他苦笑了起来:“虽然我现在是一个成熟且情绪稳重的大人,但我十分乐意看到这一幕,我甚至想看到杨淮因为自作自受而堕落的模样。至少这样,方栀从小遭受的那些噩梦才算是能被抵消。”
“抵消不了的。”谭枫注视着方栀的侧脸轻声说。
陈毅扭过头去看他:“什么?”
“我说,那些事是抵消不了的。”谭枫把玩着再一次空荡的玻璃杯,眼帘垂了下去说,“人类的惯性思维会告诉我们,有些事情过去了就好,我们会慢慢遗忘,时间会解决这一切;当然也有人说,很多事情不是我们已经遗忘,而是不再想起。能不能把所谓的痛苦和回忆留在心里,最主要的还是我们自己,是我们自己想不想让自己记起来,而不是时间会不会忘记。”

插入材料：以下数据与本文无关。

use super::*;
use crate::memory::MemoryHub;

const TTL: i64 = 10_000;
const T0: i64 = 1_000_000;

fn manager(hub: &MemoryHub, holder: &str) -> LockManager {
    LockManager::new(Arc::new(hub.connect(holder)), holder, TTL)
}

fn sid(id: &str) -> ShapeId {
    id.to_string()
}

// =============================================================
// Acquire
// =============================================================

#[tokio::test]
async fn free_shape_is_always_granted() {
    let hub = MemoryHub::default();
    let alice = manager(&hub, "alice");

    let LockOutcome::Granted(lease) = alice.try_acquire_at(&sid("s1"), T0).await.unwrap() else {
        panic!("free shape should be granted");
    };
    assert_eq!(lease.holder_id, "alice");
    assert_eq!(lease.expires_at, T0 + TTL);
    assert!(alice.holds("s1"));
    assert_eq!(hub.lease("s1"), Some(lease));
}

#[tokio::test]
async fn huge_ttl_saturates_expiry() {
    let hub = MemoryHub::default();
    let alice = LockManager::new(Arc::new(hub.connect("alice")), "alice", i64::MAX);

    let LockOutcome::Granted(lease) = alice.try_acquire_at(&sid("s1"), T0).await.unwrap() else {
        panic!("free shape should be granted");
    };
    assert_eq!(lease.expires_at, i64::MAX);
    assert!(!lease.is_expired_at(i64::MAX));

    let LockOutcome::Granted(extended) = alice.try_acquire_at(&sid("s1"), T0 + 1).await.unwrap() else {
        panic!("holder should be able to extend");
    };
    assert_eq!(extended.expires_at, i64::MAX);
}

#[tokio::test]
async fn second_holder_denied_until_ttl_then_sweep_grants() {
    let hub = MemoryHub::default();
    let alice = manager(&hub, "alice");
    let bob = manager(&hub, "bob");

    alice.try_acquire_at(&sid("s1"), T0).await.unwrap();
    let denied = bob.try_acquire_at(&sid("s1"), T0 + TTL / 2).await.unwrap();
    assert_eq!(denied, LockOutcome::Denied { held_by: "alice".into() });

    // Exactly at expiry the lease is still live.
    let denied = bob.try_acquire_at(&sid("s1"), T0 + TTL).await.unwrap();
    assert_eq!(denied, LockOutcome::Denied { held_by: "alice".into() });

    let after = T0 + TTL + 1;
    assert_eq!(bob.sweep_expired_at(after).await.unwrap(), 1);
    assert_eq!(hub.lease("s1"), None);
    let granted = bob.try_acquire_at(&sid("s1"), after).await.unwrap();
    assert!(matches!(granted, LockOutcome::Granted(ref l) if l.holder_id == "bob"));
}

#[tokio::test]
async fn expired_lease_can_be_taken_without_sweep() {
    let hub = MemoryHub::default();
    let alice = manager(&hub, "alice");
    let bob = manager(&hub, "bob");

    alice.try_acquire_at(&sid("s1"), T0).await.unwrap();
    let outcome = bob.try_acquire_at(&sid("s1"), T0 + TTL + 1).await.unwrap();
    assert!(matches!(outcome, LockOutcome::Granted(_)));
    assert_eq!(hub.lease("s1").unwrap().holder_id, "bob");
}

#[tokio::test]
async fn reacquire_by_holder_extends_lease() {
    let hub = MemoryHub::default();
    let alice = manager(&hub, "alice");

    alice.try_acquire_at(&sid("s1"), T0).await.unwrap();
    let LockOutcome::Granted(lease) = alice.try_acquire_at(&sid("s1"), T0 + 500).await.unwrap() else {
        panic!("holder should be re-granted");
    };
    assert_eq!(lease.acquired_at, T0);
    assert_eq!(lease.expires_at, T0 + 500 + TTL);
}

#[tokio::test]
async fn acquire_fails_when_backend_offline() {
    let hub = MemoryHub::default();
    let alice = manager(&hub, "alice");
    hub.set_online("alice", false);

    let err = alice.try_acquire_at(&sid("s1"), T0).await.unwrap_err();
    assert!(matches!(err, BackendError::Unavailable(_)));
    assert!(!alice.holds("s1"));
}

// =============================================================
// Renew
// =============================================================

#[tokio::test]
async fn renew_pushes_expiry_forward() {
    let hub = MemoryHub::default();
    let alice = manager(&hub, "alice");
    alice.try_acquire_at(&sid("s1"), T0).await.unwrap();

    let RenewOutcome::Renewed(lease) = alice.renew_at(&sid("s1"), T0 + 3_000).await.unwrap() else {
        panic!("holder should renew");
    };
    assert_eq!(lease.expires_at, T0 + 3_000 + TTL);
    assert_eq!(hub.lease("s1"), Some(lease));
}

#[tokio::test]
async fn renew_after_takeover_is_lost() {
    let hub = MemoryHub::default();
    let alice = manager(&hub, "alice");
    let bob = manager(&hub, "bob");

    alice.try_acquire_at(&sid("s1"), T0).await.unwrap();
    // Alice stalls past the TTL; Bob takes the shape.
    bob.try_acquire_at(&sid("s1"), T0 + TTL + 1).await.unwrap();

    let outcome = alice.renew_at(&sid("s1"), T0 + TTL + 2).await.unwrap();
    assert_eq!(outcome, RenewOutcome::Lost { held_by: Some("bob".into()) });
    assert!(!alice.holds("s1"));
    assert_eq!(hub.lease("s1").unwrap().holder_id, "bob");
}

#[tokio::test]
async fn renew_reclaims_swept_lease() {
    let hub = MemoryHub::default();
    let alice = manager(&hub, "alice");
    let bob = manager(&hub, "bob");

    alice.try_acquire_at(&sid("s1"), T0).await.unwrap();
    bob.sweep_expired_at(T0 + TTL + 1).await.unwrap();
    assert_eq!(hub.lease("s1"), None);

    let outcome = alice.renew_at(&sid("s1"), T0 + TTL + 2).await.unwrap();
    assert!(matches!(outcome, RenewOutcome::Renewed(ref l) if l.acquired_at == T0 + TTL + 2));
    assert!(alice.holds("s1"));
}

#[tokio::test]
async fn renew_held_reports_only_lost_leases() {
    let hub = MemoryHub::default();
    let alice = manager(&hub, "alice");

    alice.try_acquire_at(&sid("kept"), T0).await.unwrap();
    alice.try_acquire_at(&sid("taken"), T0).await.unwrap();
    hub.insert_lease(Lease::new("taken", "bob", T0 + 1, TTL));

    let lost = alice.renew_held_at(T0 + 2).await;
    assert_eq!(lost, vec![LockEvent::Lost { shape_id: sid("taken"), held_by: Some("bob".into()) }]);
    assert_eq!(alice.held_ids(), vec![sid("kept")]);
}

// =============================================================
// Release / sweep
// =============================================================

#[tokio::test]
async fn release_is_idempotent_and_respects_other_holders() {
    let hub = MemoryHub::default();
    let alice = manager(&hub, "alice");
    let bob = manager(&hub, "bob");

    alice.try_acquire_at(&sid("s1"), T0).await.unwrap();
    alice.release(&sid("s1")).await.unwrap();
    alice.release(&sid("s1")).await.unwrap();
    assert_eq!(hub.lease("s1"), None);

    bob.try_acquire_at(&sid("s1"), T0).await.unwrap();
    alice.release(&sid("s1")).await.unwrap();
    assert_eq!(hub.lease("s1").unwrap().holder_id, "bob");
}

#[tokio::test]
async fn sweep_is_safe_from_many_sessions() {
    let hub = MemoryHub::default();
    let alice = manager(&hub, "alice");
    let bob = manager(&hub, "bob");
    let carol = manager(&hub, "carol");

    alice.try_acquire_at(&sid("old"), T0).await.unwrap();
    alice.try_acquire_at(&sid("fresh"), T0 + TTL).await.unwrap();

    let now = T0 + TTL + 1;
    assert_eq!(bob.sweep_expired_at(now).await.unwrap(), 1);
    assert_eq!(carol.sweep_expired_at(now).await.unwrap(), 0);
    assert_eq!(bob.sweep_expired_at(now).await.unwrap(), 0);
    assert!(hub.lease("fresh").is_some());
}

#[tokio::test]
async fn release_all_clears_registry() {
    let hub = MemoryHub::default();
    let alice = manager(&hub, "alice");
    alice.try_acquire_at(&sid("a"), T0).await.unwrap();
    alice.try_acquire_at(&sid("b"), T0).await.unwrap();

    alice.release_all().await;
    assert!(alice.held_ids().is_empty());
    assert_eq!(hub.lease("a"), None);
    assert_eq!(hub.lease("b"), None);
}

#[tokio::test]
async fn stale_holds_lists_deleted_shapes() {
    let hub = MemoryHub::default();
    let alice = manager(&hub, "alice");
    let mut store = ShapeStore::new("alice");
    let kept = store.upsert(crate::shape::Shape::rectangle(0.0, 0.0, 1.0, 1.0));

    alice.try_acquire_at(&kept.id, T0).await.unwrap();
    alice.try_acquire_at(&sid("gone"), T0).await.unwrap();
    assert_eq!(alice.stale_holds(&store), vec![sid("gone")]);
}

// =============================================================
// Background renewal
// =============================================================

#[tokio::test(start_paused = true)]
async fn renewal_task_reports_lost_lease() {
    let hub = MemoryHub::default();
    let alice = manager(&hub, "alice");
    alice.try_acquire(&sid("s1")).await.unwrap();
    hub.insert_lease(Lease::new("s1", "bob", now_ms(), TTL));

    let (tx, mut rx) = mpsc::unbounded_channel();
    let task = alice.spawn_renewal_task(Duration::from_millis(100), tx);

    let event = rx.recv().await.unwrap();
    assert_eq!(event, LockEvent::Lost { shape_id: sid("s1"), held_by: Some("bob".into()) });
    assert_eq!(event.shape_id(), "s1");
    task.abort();
}

#[tokio::test(start_paused = true)]
async fn renewal_task_keeps_lease_alive() {
    let hub = MemoryHub::default();
    let alice = manager(&hub, "alice");
    let LockOutcome::Granted(first) = alice.try_acquire(&sid("s1")).await.unwrap() else {
        panic!("free shape should be granted");
    };

    let (tx, _rx) = mpsc::unbounded_channel();
    let task = alice.spawn_renewal_task(Duration::from_millis(100), tx);
    tokio::time::sleep(Duration::from_millis(350)).await;
    task.abort();

    let renewed = hub.lease("s1").unwrap();
    assert_eq!(renewed.holder_id, "alice");
    assert_eq!(renewed.acquired_at, first.acquired_at);
    assert!(renewed.expires_at >= first.expires_at);
    assert!(alice.holds("s1"));
}
async fn run_bot(config: Config, data_dir: PathBuf) -> Result<()> {
    let storage = open_storage(&config, &data_dir)?;
    let event_bus = EventBus::new();

    let adapter = match &config.telegram {
        Some(telegram) => Some(Arc::new(
            TelegramAdapter::new(telegram, data_dir.clone())?.with_event_bus(event_bus.clone()),
        )),
        None => {
            warn!("No [telegram] section configured, running sweeps only");
            None
        }
    };
    let platform: Arc<dyn ChatPlatform> = match &adapter {
        Some(adapter) => adapter.clone() as Arc<dyn ChatPlatform>,
        None => Arc::new(OfflinePlatform),
    };

    let engine = ModerationEngine::new(
        shared(storage),
        platform,
        EngineOptions::from_config(&config),
    );
    let runtime = ModerationRuntime::new(engine.clone(), &event_bus, &config.moderation);
    let scheduler = SweepScheduler::from_config(&config.schedule, Utc::now())?;

    let poller = async move {
        match adapter {
            Some(adapter) => adapter.poll().await,
            None => std::future::pending::<Result<()>>().await,
        }
    };

    info!("Starting chatquota (data dir: {})", data_dir.display());

    tokio::select! {
        result = runtime.run() => result?,
        result = scheduler.run(engine) => result?,
        result = poller => result?,
        _ = tokio::signal::ctrl_c() => {
            info!("Shutdown requested");
        }
    }

    Ok(())
}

所以这件事情本质上就会一直存在,只是藏匿在暗处和展现在眼前的区别。发生过就是发生过,我们无法欺骗自己,更没办法用肇事者的悲惨来抵消自己的悲惨。
“但是没关系。”
谭枫跳下椅子,椅子脚和大理石地板发出巨大的摩擦声。方栀动作一顿,视线不可避免地被吸引过来。
谭枫对着他晃了晃手里的玻璃杯,抬脚就要过去。
“哦我话还没说完。”alpha刚迈出一步又收了回来,低头笑着对陈毅说,“我刚刚说这些都没关系了,因为他接下来都会是好日子。”
“我会代替那些被藏匿起来的噩梦和恐惧陪在他身边。”
第103章
三天的小长假在高考落幕后终于走到了头,谭枫带着他疲惫的大脑、他没写完的数学试卷、以及他男朋友回到了学校。
教室里的座位还是按照高考的座位排列的,那些木制桌椅在扒掉了蓝色桌套、各色书包挂带和各种可疑的黑色水笔小抄后,简直像n胞胎兄弟一样整齐划一地排列在教室中,亲妈来了都认不出谁是谁的。